O recurso é tempestivo e preenche os demais requisitos de admissibilidade, razão pela qual dele conheço.

Quanto ao mérito, adianto que os embargos devem ser rejeitados.

Inicialmente, cumpre consignar que os embargos de declaração só podem ser opostos com o objetivo específico de esclarecer obscuridade ou contradição, sanar omissão ou corrigir erro material existente na decisão judicial, conforme expressamente estabelece o art. 1.022 do Código de Processo Civil.

É entendimento pacífico do Superior Tribunal de Justiça que “a boa técnica dos embargos declaratórios visa a escoimar o relatório, os fundamentos e o acórdão de incoerências internas, capaz de ameaçarem sua inteireza” e, portanto, não é o meio adequado para a embargante “obter o reexame da matéria versada nos autos, na busca de decisão que lhe seja favorável” (STJ, EDcl no REsp 440.106/RJ, 6a Turma, Rel.

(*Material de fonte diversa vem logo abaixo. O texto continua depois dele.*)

//! Schema DSL lexer.
//!
//! Turns source text into a stream of positioned tokens. The lexer never
//! fails: malformed input produces [`TokenKind::Error`] tokens that the
//! parser reports with their position.

mod position;
mod token;
mod tokenizer;

pub use position::Position;
pub use token::{Keyword, Token, TokenKind};
pub use tokenizer::{tokenize, Lexer};
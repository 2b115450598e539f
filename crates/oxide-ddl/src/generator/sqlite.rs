//! SQLite dialect.
//!
//! SQLite uses type affinity, so most types collapse to INTEGER, REAL,
//! NUMERIC, TEXT or BLOB. Declared lengths are kept (`VARCHAR(255)` has TEXT
//! affinity) although SQLite does not enforce them.

use super::{ColumnType, Dialect, DialectGenerator};

/// SQLite dialect for DDL generation.
#[derive(Debug, Clone, Copy, Default)]
pub struct SqliteGenerator;

impl SqliteGenerator {
    /// Creates a new SQLite generator.
    #[must_use]
    pub const fn new() -> Self {
        Self
    }
}

impl DialectGenerator for SqliteGenerator {
    fn dialect(&self) -> Dialect {
        Dialect::Sqlite
    }

    // SQLite documents no maximum identifier length.
    fn identifier_limit(&self) -> Option<usize> {
        None
    }

    fn map_type(&self, ty: &ColumnType) -> String {
        match ty {
            ColumnType::Serial
            | ColumnType::BigSerial
            | ColumnType::Int
            | ColumnType::BigInt
            | ColumnType::SmallInt
            | ColumnType::Boolean => "INTEGER".to_string(),
            ColumnType::Float | ColumnType::Double => "REAL".to_string(),
            ColumnType::Decimal { precision, scale } => format!("NUMERIC({precision}, {scale})"),
            ColumnType::VarChar(length) => format!("VARCHAR({length})"),
            ColumnType::Char(length) => format!("CHAR({length})"),
            ColumnType::Text
            | ColumnType::Date
            | ColumnType::Time
            | ColumnType::Timestamp
            | ColumnType::Json
            | ColumnType::Uuid
            | ColumnType::Enum(_) => "TEXT".to_string(),
            ColumnType::Blob => "BLOB".to_string(),
        }
    }

    fn boolean_literal(&self, value: bool) -> &'static str {
        if value {
            "1"
        } else {
            "0"
        }
    }

    fn current_timestamp(&self) -> &'static str {
        "CURRENT_TIMESTAMP"
    }

    fn serial_primary_key_suffix(&self) -> Option<&'static str> {
        Some("AUTOINCREMENT")
    }
}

Min. Celso Limongi, DJe 23.8.2010).

No caso dos autos, não há omissão, contradição, obscuridade ou erro material a serem sanados na decisão embargada.

O pedido de registro de candidatura foi indeferido porque não restou comprovada a filiação ao partido no prazo determinado pelas normas de regência.

Restou assentado, na decisão, que a prova de tempestiva filiação deve ser realizada por meio do sistema Filia e, ausente tal anotação, servirão de prova do vínculo partidário apenas aqueles documentos que não tenham sido produzidos de forma unilateral, como enunciado pela Súmula n. 20 do Tribunal Superior Eleitoral.

Frente ao fato de não constar seu nome na última relação oficial de eleitores recebida e armazenada no sistema, incumbia ao candidato apresentar provas da tempestiva filiação, mediante a exibição de documento revestido de fé pública apto a subsidiar sua vinculação aos quadros do partido no prazo mínimo legal, o que não logrou atender.

Assim, o fato de a situação de pandemia ter eventual potencial para dificultar a obtenção de prova complementar de filiação em nada afasta o dever principal, que era ter o nome incluído na última relação de filiados encaminhada pelo partido à Justiça Eleitoral ou, alternativamente, apresentar prova idônea de sua filiação tempestiva, nos termos da Súmula n. 20 do TSE, o que não ocorreu, como já afirmado.

Ademais, o candidato sequer declinou quais provas foi impossibilitado de produzir em função da pandemia.

Denota-se, portanto, que o intento do presente recurso reside na pretensão de novo julgamento da causa, situação que não se amolda à natureza dos embargos de declaração, pois somente cabíveis para sanar omissão, contradição, obscuridade ou erro material, não se prestando à rediscussão da causa.

 

Diante do exposto, VOTO pela rejeição dos embargos de declaração.